We also see leaders in other health system departments—in population health management, care management, community benefits, data analytics and research, human resources, and quality improvement—stepping up to improve health equity. Many are now asking themselves and each other: “How are we advancing health equity?”
This is the opportunity—and the imperative—that we have now. As a growing number of leaders across health-system departments work to improve health and equity by addressing factors beyond the hospital or clinic walls, we need to connect these efforts more than ever. In forging these connections, we have a major opportunity to advance health equity by setting clear goals and bold strategies to improve the social and structural drivers of health equity.
This principle is already familiar to Upstreamists. We know that cross-sector collaboration between healthcare, public health, and community partners is essential to moving upstream. Now we need to apply that principle internally, to our own organizations as well.

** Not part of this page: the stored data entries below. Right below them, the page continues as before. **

//! Configuration management for rankd.
//!
//! Loads settings from the path given on the command line, then
//! /etc/rank/rankd.toml. Defaults apply only when the system file is missing.

use anyhow::{Context, Result};
use rank_common::curve::{DEFAULT_BASE, DEFAULT_LINEAR, DEFAULT_QUAD};
use rank_common::{
    CommunityId, CommunitySettings, DbLocation, LevelCurve, SettingsOverride, SettingsRegistry,
};
use serde::{Deserialize, Serialize};
use std::collections::BTreeMap;
use std::fs;
use std::io;
use std::path::{Path, PathBuf};
use tracing::{info, warn};

/// Config file path
pub const CONFIG_PATH: &str = "/etc/rank/rankd.toml";

/// Daemon settings
#[derive(Debug, Clone, Serialize, Deserialize)]
pub struct DaemonConfig {
    /// HTTP listen address
    #[serde(default = "default_listen")]
    pub listen: String,

    /// Ledger database path; XDG data dir when unset
    #[serde(default)]
    pub database: Option<PathBuf>,

    /// Seconds between voice XP ticks
    #[serde(default = "default_voice_tick")]
    pub voice_tick_secs: u64,

    /// Activity events buffered before ingest starts refusing
    #[serde(default = "default_event_queue")]
    pub event_queue: usize,
}

fn default_listen() -> String {
    "127.0.0.1:7866".to_string()
}

fn default_voice_tick() -> u64 {
    60
}

fn default_event_queue() -> usize {
    4096
}

impl Default for DaemonConfig {
    fn default() -> Self {
        Self {
            listen: default_listen(),
            database: None,
            voice_tick_secs: default_voice_tick(),
            event_queue: default_event_queue(),
        }
    }
}

impl DaemonConfig {
    pub fn db_location(&self) -> DbLocation {
        match &self.database {
            Some(path) => DbLocation::Custom(path.clone()),
            None => DbLocation::Default,
        }
    }
}

/// Level curve constants
#[derive(Debug, Clone, Serialize, Deserialize)]
pub struct CurveConfig {
    #[serde(default = "default_base")]
    pub base: u64,

    #[serde(default = "default_quad")]
    pub quad: u64,

    #[serde(default = "default_linear")]
    pub linear: u64,
}

fn default_base() -> u64 {
    DEFAULT_BASE
}

fn default_quad() -> u64 {
    DEFAULT_QUAD
}

fn default_linear() -> u64 {
    DEFAULT_LINEAR
}

impl Default for CurveConfig {
    fn default() -> Self {
        Self {
            base: default_base(),
            quad: default_quad(),
            linear: default_linear(),
        }
    }
}

impl CurveConfig {
    /// Invalid constants fall back to the default curve.
    pub fn to_curve(&self) -> LevelCurve {
        LevelCurve::new(self.base, self.quad, self.linear).unwrap_or_else(|e| {
            warn!("{}, using default curve", e);
            LevelCurve::default()
        })
    }
}

/// Gateway bridge used for role grants and announcements
#[derive(Debug, Clone, Serialize, Deserialize)]
pub struct BridgeConfig {
    /// Base URL; side effects are only logged when unset
    #[serde(default)]
    pub url: Option<String>,

    /// Per-request timeout in seconds
    #[serde(default = "default_bridge_timeout")]
    pub timeout_secs: u64,
}

fn default_bridge_timeout() -> u64 {
    5
}

impl Default for BridgeConfig {
    fn default() -> Self {
        Self {
            url: None,
            timeout_secs: default_bridge_timeout(),
        }
    }
}

/// Full daemon configuration
#[derive(Debug, Clone, Default, Serialize, Deserialize)]
pub struct Config {
    #[serde(default)]
    pub daemon: DaemonConfig,

    #[serde(default)]
    pub curve: CurveConfig,

    #[serde(default)]
    pub bridge: BridgeConfig,

    /// Settings for communities without an override
    #[serde(default)]
    pub defaults: CommunitySettings,

    /// Per-community overrides keyed by community id
    #[serde(default)]
    pub communities: BTreeMap<String, SettingsOverride>,
}

impl Config {
    /// Load config from `explicit`, else the system path, else defaults.
    pub fn load(explicit: Option<&Path>) -> Result<Self> {
        match explicit {
            Some(path) => Self::load_from_path(path),
            None => Self::load_or_default(Path::new(CONFIG_PATH)),
        }
    }

    /// Defaults only when `path` does not exist. A file that exists but
    /// cannot be read or parsed is an error.
    pub fn load_or_default(path: &Path) -> Result<Self> {
        match fs::read_to_string(path) {
            Ok(content) => {
                let config = Self::parse(&content)
                    .with_context(|| format!("Failed to parse {}", path.display()))?;
                info!("Loaded config from {}", path.display());
                Ok(config)
            }
            Err(e) if e.kind() == io::ErrorKind::NotFound => {
                warn!("Config not found at {}, using defaults", path.display());
                Ok(Config::default())
            }
            Err(e) => Err(e).with_context(|| format!("Failed to read {}", path.display())),
        }
    }

    /// Load config from specific path
    pub fn load_from_path(path: &Path) -> Result<Self> {
        let content = fs::read_to_string(path)
            .with_context(|| format!("Failed to read {}", path.display()))?;
        let config = Self::parse(&content)
            .with_context(|| format!("Failed to parse {}", path.display()))?;
        info!("Loaded config from {}", path.display());
        Ok(config)
    }

    pub fn parse(content: &str) -> Result<Self> {
        Ok(toml::from_str(content)?)
    }

    /// Resolve the per-community settings. Keys that are not ids are skipped.
    pub fn settings_registry(&self) -> SettingsRegistry {
        let mut registry = SettingsRegistry::new(self.defaults.clone());
        for (key, patch) in &self.communities {
            match key.parse::<CommunityId>() {
                Ok(community) => registry = registry.with_override(community, patch),
                Err(_) => warn!("Ignoring settings for '{}': not a community id", key),
            }
        }
        registry
    }
}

I’m inspired to see the trailblazing teams in HealthBegins’ national learning collaboratives already doing this and reaping dividends. Leaders from the population health management department at New York-based Mount Sinai Health System, for example, joined forces with their system’s DEI office and other departments to identify concrete opportunities to dismantle structural racism. And in Virginia, health systems in our statewide learning collaboratives have brought leaders across departments together to move upstream and advance health equity. In one system, a cross-departmental team launched an inclusive design process to develop community-centered, equity-based solutions to improve food security for patients with diabetes.
The lesson is that cross-departmental efforts are just as vital to health equity as cross-sector efforts. No one department shoulders the responsibility to advance health equity. This commitment must be embedded enterprise-wide. Working together, cross-departmental teams can quickly recognize shared interests, streamline approaches to improve patients’ social needs, and align on ways to collaborate with community partners to improve social and structural determinants of health equity. The whole is greater than the sum of its parts.
So if you’re a leader or manager in any one of these departments and you’re looking to advance your health equity efforts, ask yourself: When did you last meet with a colleague in one of these other departments? Does your system have a clear, shared enterprise-wide plan that requires each department to identify concrete actions to improve health equity? Do your health equity plans include an explicit focus on improving the social and structural drivers of health equity for your patients and communities?
If you haven’t considered forging these links before, be inspired. Now’s your time. If you’ve considered it but haven’t tried it yet, be emboldened. Now’s your time. If you’re already working hard to implement a cross-departmental plan to improve the social and structural drivers of health equity, be proud.
And, regardless of where you are on the upstream journey, if we can help to encourage or support you, let us know. The stronger we build connections with each other—within our institutions and across sectors—the better and faster we can build health equity. Now’s our time.